Por fin alargué la mano y toqué la primera hoja. Ese fue el comienzo de que todo se deshilachara. Apenas había leído unas líneas cuando un golpe fuerte sonó en la puerta del despacho.
La mirada de Francisco fue hacia la puerta, tensa. Antes de que respondiera, la puerta se abrió.
Javier y Teresa estaban allí.
Durante un segundo, nadie habló. El aire salió de la sala. El rostro de Javier oscilaba entre una rabia muda y una sorpresa real, mientras que Teresa llevaba su sonrisa de porcelana, esa que usaba cuando quería parecer inofensiva. Pero no había nada inofensivo en la forma en que entraron, adueñándose del espacio.

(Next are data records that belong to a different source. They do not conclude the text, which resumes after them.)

// src/fs/expand.rs

//! Expansion of `~` and environment variables in configured paths.
//!
//! Rule files store paths the way users type them (`~/logs/app.log`,
//! `$XDG_STATE_HOME/app.log`). They are expanded once, before validation or
//! opening, and the core only ever sees the expanded form.

use std::collections::HashMap;
use std::fmt::Debug;
use std::path::PathBuf;
use std::sync::OnceLock;

use regex::{Captures, Regex};

pub trait PathExpander: Send + Sync + Debug {
    fn expand(&self, raw: &str) -> PathBuf;
}

/// Expands a leading `~` to the home directory and `$VAR` / `${VAR}` to the
/// value of the variable. Unknown variables are left untouched.
#[derive(Debug, Clone, Default)]
pub struct EnvPathExpander {
    /// Fixed lookups; `None` means "use the process environment".
    overrides: Option<(Option<PathBuf>, HashMap<String, String>)>,
}

fn var_regex() -> &'static Regex {
    static RE: OnceLock<Regex> = OnceLock::new();
    RE.get_or_init(|| {
        Regex::new(r"\$\{([A-Za-z_][A-Za-z0-9_]*)\}|\$([A-Za-z_][A-Za-z0-9_]*)")
            .expect("variable regex is valid")
    })
}

impl EnvPathExpander {
    pub fn new() -> Self {
        Self { overrides: None }
    }

    /// Expander with a fixed home directory and variable table.
    pub fn with_lookup(home: Option<PathBuf>, vars: HashMap<String, String>) -> Self {
        Self {
            overrides: Some((home, vars)),
        }
    }

    fn home(&self) -> Option<PathBuf> {
        match &self.overrides {
            Some((home, _)) => home.clone(),
            None => dirs::home_dir(),
        }
    }

    fn var(&self, name: &str) -> Option<String> {
        match &self.overrides {
            Some((_, vars)) => vars.get(name).cloned(),
            None => std::env::var(name).ok(),
        }
    }
}

impl PathExpander for EnvPathExpander {
    fn expand(&self, raw: &str) -> PathBuf {
        let raw = raw.trim();

        let with_home = match raw.strip_prefix('~') {
            Some(rest) if rest.is_empty() || rest.starts_with('/') => match self.home() {
                Some(home) => format!("{}{}", home.to_string_lossy(), rest),
                None => raw.to_string(),
            },
            _ => raw.to_string(),
        };

        let expanded = var_regex().replace_all(&with_home, |caps: &Captures| {
            let name = caps
                .get(1)
                .or_else(|| caps.get(2))
                .map(|m| m.as_str())
                .unwrap_or_default();
            self.var(name)
                .unwrap_or_else(|| caps.get(0).map(|m| m.as_str().to_string()).unwrap_or_default())
        });

        PathBuf::from(expanded.into_owned())
    }
}
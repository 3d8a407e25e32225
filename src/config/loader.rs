// src/config/loader.rs

use std::fs;
use std::path::{Path, PathBuf};

use crate::config::model::{ConfigFile, RawConfigFile};
use crate::errors::Result;

/// Parse a rule file from a string without semantic validation.
pub fn parse_str(contents: &str) -> Result<RawConfigFile> {
    Ok(toml::from_str(contents)?)
}

/// Load a rule file from a given path and return the raw `RawConfigFile`.
///
/// This only performs TOML deserialization; it does **not** compile patterns
/// or check ids. Use [`load_and_validate`] for that.
pub fn load_from_path(path: impl AsRef<Path>) -> Result<RawConfigFile> {
    let contents = fs::read_to_string(path.as_ref())?;
    parse_str(&contents)
}

/// Load a rule file from path and validate it.
///
/// - Reads TOML.
/// - Applies defaults (handled by `serde` + `Default` impls).
/// - Checks ids, colours and timing knobs, and compiles every pattern.
///
/// File paths are deliberately not checked here: a missing log file disables
/// its rule at reconciliation time instead of failing the whole load.
pub fn load_and_validate(path: impl AsRef<Path>) -> Result<ConfigFile> {
    let raw_config = load_from_path(&path)?;
    let config = ConfigFile::try_from(raw_config)?;
    Ok(config)
}

/// Default rule file: `Logbeacon.toml` in the current working directory,
/// unless `LOGBEACON_CONFIG` is set.
pub fn default_config_path() -> PathBuf {
    std::env::var("LOGBEACON_CONFIG")
        .map(PathBuf::from)
        .unwrap_or_else(|_| PathBuf::from("Logbeacon.toml"))
}
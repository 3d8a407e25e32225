// src/engine/alerts.rs

//! Alert collaborator: how the core tells the user something went wrong.

use std::path::Path;

use tracing::warn;

/// The user's answer to "the file for this rule is missing".
#[derive(Debug, Clone, PartialEq, Eq)]
pub enum MissingFileChoice {
    /// Use this path instead (raw, before expansion).
    Locate(String),
    /// Turn the rule off.
    Disable,
    Cancel,
}

pub trait AlertPresenter: Send {
    fn present_alert(&mut self, title: &str, message: &str);

    /// Ask what to do about a rule whose file does not exist. Called
    /// repeatedly until the answer is not a `Locate` pointing at another
    /// missing file.
    fn missing_file_prompt(&mut self, rule_name: &str, missing_path: &Path) -> MissingFileChoice;
}

/// Non-interactive presenter for the headless binary: alerts go to stdout and
/// the log, missing-file prompts are answered with `Cancel`.
#[derive(Debug, Clone, Copy, Default)]
pub struct LogAlertPresenter;

impl AlertPresenter for LogAlertPresenter {
    fn present_alert(&mut self, title: &str, message: &str) {
        println!("[logbeacon] {title}: {message}");
        warn!(%title, %message, "alert raised");
    }

    fn missing_file_prompt(&mut self, rule_name: &str, missing_path: &Path) -> MissingFileChoice {
        warn!(
            rule = %rule_name,
            path = ?missing_path,
            "watched file is missing and no interactive prompt is available"
        );
        MissingFileChoice::Cancel
    }
}
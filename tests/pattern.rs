// tests/pattern.rs

use logbeacon::pattern::{CompiledPattern, PatternEngine};

#[test]
fn matches_anywhere_in_the_line() {
    let pattern = CompiledPattern::new("ERROR").unwrap();
    assert!(PatternEngine::evaluate("2024-01-01 ERROR disk full", &pattern));
    assert!(!PatternEngine::evaluate("2024-01-01 error disk full", &pattern));
    assert!(!PatternEngine::evaluate("", &pattern));
}

#[test]
fn anchors_and_alternation() {
    let pattern = CompiledPattern::new(r"^(FATAL|PANIC)\b").unwrap();
    assert!(PatternEngine::evaluate("PANIC: out of memory", &pattern));
    assert!(!PatternEngine::evaluate("caught PANIC", &pattern));
    assert!(!PatternEngine::evaluate("FATALITY", &pattern));
}

#[test]
fn case_insensitive_option() {
    let pattern = CompiledPattern::with_options("timeout", true).unwrap();
    assert!(pattern.is_case_insensitive());
    assert!(PatternEngine::evaluate("upstream TIMEOUT after 30s", &pattern));
}

#[test]
fn invalid_pattern_is_rejected_at_compile_time() {
    assert!(CompiledPattern::new("(unclosed").is_err());
}

#[test]
fn captures_return_groups() {
    let pattern = CompiledPattern::new(r"status=(\d+)(?: code=(\w+))?").unwrap();
    assert_eq!(
        PatternEngine::captures("GET / status=503", &pattern),
        Some(vec!["status=503".to_string(), "503".to_string(), String::new()])
    );
    assert_eq!(PatternEngine::captures("nothing here", &pattern), None);
}

#[test]
fn batch_evaluation_reports_indices() {
    let pattern = CompiledPattern::new("WARN|ERROR").unwrap();
    let lines = ["INFO up", "WARN slow", "INFO ok", "ERROR down"];
    assert_eq!(
        PatternEngine::matching_indices(lines.iter().copied(), &pattern),
        vec![1, 3]
    );
}

#[test]
fn equality_ignores_compiled_state() {
    let a = CompiledPattern::new("x+").unwrap();
    let b = CompiledPattern::new("x+").unwrap();
    let c = CompiledPattern::with_options("x+", true).unwrap();
    assert_eq!(a, b);
    assert_ne!(a, c);
    assert_eq!(a.as_str(), "x+");
}
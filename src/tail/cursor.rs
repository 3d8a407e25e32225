// src/tail/cursor.rs

//! Synchronous core of the tail reader: a file handle, a read offset and the
//! bytes of the trailing line that has not been terminated yet.

use std::io::{Read, Seek, SeekFrom};
use std::path::{Path, PathBuf};

use tracing::{debug, warn};

use crate::errors::{classify_io_error, FileAccessError, WatcherError};
use crate::fs::{FileHandle, FileSystem};

/// Size of a single `read` call.
pub const READ_CHUNK_SIZE: usize = 64 * 1024;

/// Upper bound on bytes consumed per notification. Anything beyond it is left
/// for the next notification.
pub const PER_EVENT_BYTE_CAP: usize = 1024 * 1024;

/// An unterminated line longer than this is emitted as-is.
pub const MAX_PARTIAL_LINE: usize = 1024 * 1024;

#[derive(Debug, Clone, Copy, PartialEq, Eq)]
pub struct ReadLimits {
    pub chunk_size: usize,
    pub per_event_cap: usize,
    pub max_partial_line: usize,
}

impl Default for ReadLimits {
    fn default() -> Self {
        Self {
            chunk_size: READ_CHUNK_SIZE,
            per_event_cap: PER_EVENT_BYTE_CAP,
            max_partial_line: MAX_PARTIAL_LINE,
        }
    }
}

/// Result of one notification's worth of reading.
#[derive(Debug, Clone, Default, PartialEq, Eq)]
pub struct ReadOutcome {
    /// Complete, non-empty lines in file order.
    pub lines: Vec<String>,
    /// True when the per-event cap stopped the read before end of file.
    pub more_pending: bool,
}

pub struct TailCursor {
    path: PathBuf,
    handle: Box<dyn FileHandle>,
    offset: u64,
    remainder: Vec<u8>,
    limits: ReadLimits,
}

impl std::fmt::Debug for TailCursor {
    fn fmt(&self, f: &mut std::fmt::Formatter<'_>) -> std::fmt::Result {
        f.debug_struct("TailCursor")
            .field("path", &self.path)
            .field("offset", &self.offset)
            .field("remainder_len", &self.remainder.len())
            .finish_non_exhaustive()
    }
}

impl TailCursor {
    /// Open `path` and position the cursor at its current end, so only bytes
    /// appended from now on are reported.
    pub fn open_at_end(
        fs: &dyn FileSystem,
        path: &Path,
        limits: ReadLimits,
    ) -> Result<Self, FileAccessError> {
        let mut handle = fs
            .open(path)
            .map_err(|e| FileAccessError::from_open_error(&e, path))?;
        let offset = handle
            .seek(SeekFrom::End(0))
            .map_err(|_| FileAccessError::Unreadable(path.to_path_buf()))?;

        debug!(?path, offset, "tail cursor opened at end of file");

        Ok(Self {
            path: path.to_path_buf(),
            handle,
            offset,
            remainder: Vec::new(),
            limits,
        })
    }

    pub fn path(&self) -> &Path {
        &self.path
    }

    pub fn offset(&self) -> u64 {
        self.offset
    }

    /// Bytes of the current unterminated line.
    pub fn pending_fragment(&self) -> &[u8] {
        &self.remainder
    }

    /// Read whatever was appended since the last call, up to the per-event
    /// cap, and return the lines it completes.
    pub fn read_new_lines(&mut self) -> Result<ReadOutcome, WatcherError> {
        let len = self
            .handle
            .seek(SeekFrom::End(0))
            .map_err(|e| classify_io_error(&e, &self.path))?;

        if len < self.offset {
            warn!(
                path = ?self.path,
                old_offset = self.offset,
                new_len = len,
                "file shrank below read cursor; assuming truncation and restarting from the top"
            );
            self.offset = 0;
            self.remainder.clear();
        }

        if len == self.offset {
            return Ok(ReadOutcome::default());
        }

        self.handle
            .seek(SeekFrom::Start(self.offset))
            .map_err(|e| classify_io_error(&e, &self.path))?;

        let bytes = self.read_capped()?;
        self.offset += bytes.len() as u64;
        let more_pending = self.offset < len && bytes.len() >= self.limits.per_event_cap;

        let lines = self.split_lines(bytes);

        Ok(ReadOutcome {
            lines,
            more_pending,
        })
    }

    fn read_capped(&mut self) -> Result<Vec<u8>, WatcherError> {
        let cap = self.limits.per_event_cap;
        let mut out = Vec::new();
        let mut buf = vec![0u8; self.limits.chunk_size.min(cap).max(1)];

        while out.len() < cap {
            let want = (cap - out.len()).min(buf.len());
            let n = self
                .handle
                .read(&mut buf[..want])
                .map_err(|e| classify_io_error(&e, &self.path))?;
            if n == 0 {
                break;
            }
            out.extend_from_slice(&buf[..n]);
        }

        Ok(out)
    }

    /// Prefix the remainder and split into complete lines, decoding each line
    /// on its own. The trailing unterminated bytes become the new remainder,
    /// so a multi-byte sequence cut by the read is finished next time.
    fn split_lines(&mut self, bytes: Vec<u8>) -> Vec<String> {
        let mut data = std::mem::take(&mut self.remainder);
        data.extend_from_slice(&bytes);

        let (complete, fragment) = match data.iter().rposition(|&b| b == b'\n') {
            Some(idx) => data.split_at(idx + 1),
            None => (&[][..], &data[..]),
        };

        let mut lines = Vec::new();
        for raw in complete.split(|&b| b == b'\n') {
            let raw = raw.strip_suffix(b"\r").unwrap_or(raw);
            if raw.is_empty() {
                continue;
            }
            match std::str::from_utf8(raw) {
                Ok(line) => lines.push(line.to_string()),
                Err(e) => warn!(
                    path = ?self.path,
                    bytes = raw.len(),
                    error = %e,
                    "discarding line that is not valid UTF-8"
                ),
            }
        }

        let mut remainder = fragment.to_vec();

        if remainder.len() > self.limits.max_partial_line {
            debug!(
                path = ?self.path,
                len = remainder.len(),
                "unterminated line exceeds limit; emitting it as a line"
            );
            let forced = String::from_utf8_lossy(&remainder).into_owned();
            if !forced.is_empty() {
                lines.push(forced);
            }
            remainder.clear();
        }

        self.remainder = remainder;
        lines
    }
}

—Mamá —dijo Javier despacio—, ¿qué haces aquí?
No sonaba sorprendido. Sonaba como si yo hubiera cometido un delito por estar en algún sitio sin su permiso.
—Nos preocupamos cuando no estabas en casa —añadió Teresa—. Deberías decirnos adónde vas. Solo queremos ayudarte.
—No deberías tomar decisiones sola —continuó Javier, con los ojos clavados en la carpeta como si quisiera arrancarla de la mesa.
Francisco se levantó, cuadrando los hombros.
—Esta es una reunión privada —dijo con calma—. Les voy a pedir que salgan, por favor.
Teresa soltó una risita suave, de esas que minimizan al otro.
—Con todo respeto, señor Cortés —dijo—, María Luisa está de duelo. No está en condiciones de tener conversaciones serias. Necesita la supervisión de la familia.
Sus palabras me cayeron como una bofetada.
—Tengo sesenta y ocho años, no seis —dije, odiando que mi voz temblara.
Javier frunció el ceño, mirándome como se mira a un niño que se porta mal.
—Mamá, ahora eres muy vulnerable —dijo—. Papá ya no está. Tenemos que protegerte de gente que pueda manipularte.
Manipular. La ironía casi me ahogó. Algo se movió dentro de mí, una marea de rabia que empezaba a ser más fuerte que la tristeza. Francisco me tocó el brazo con suavidad.
—Señora Rivera, ¿le parece si hablamos fuera un momento?
Negué con firmeza.
—No —contesté—. Hablemos aquí. Con todos delante.
La mirada de Javier fue de nuevo hacia la carpeta, y vi un destello de pánico.
—¿Qué te ha enseñado? —preguntó—. No será nada importante, ¿verdad? Ya sabe cómo exagera la gente cuando se habla de dinero.
—Dinero —repetí, y de repente algo encajó en mi cabeza como un cerrojo cerrándose—. ¿Cómo sabes tú tanto de las finanzas de tu padre? ¿Cómo sabes lo del seguro? ¿Los ahorros?
La sonrisa de Teresa se quebró por primera vez.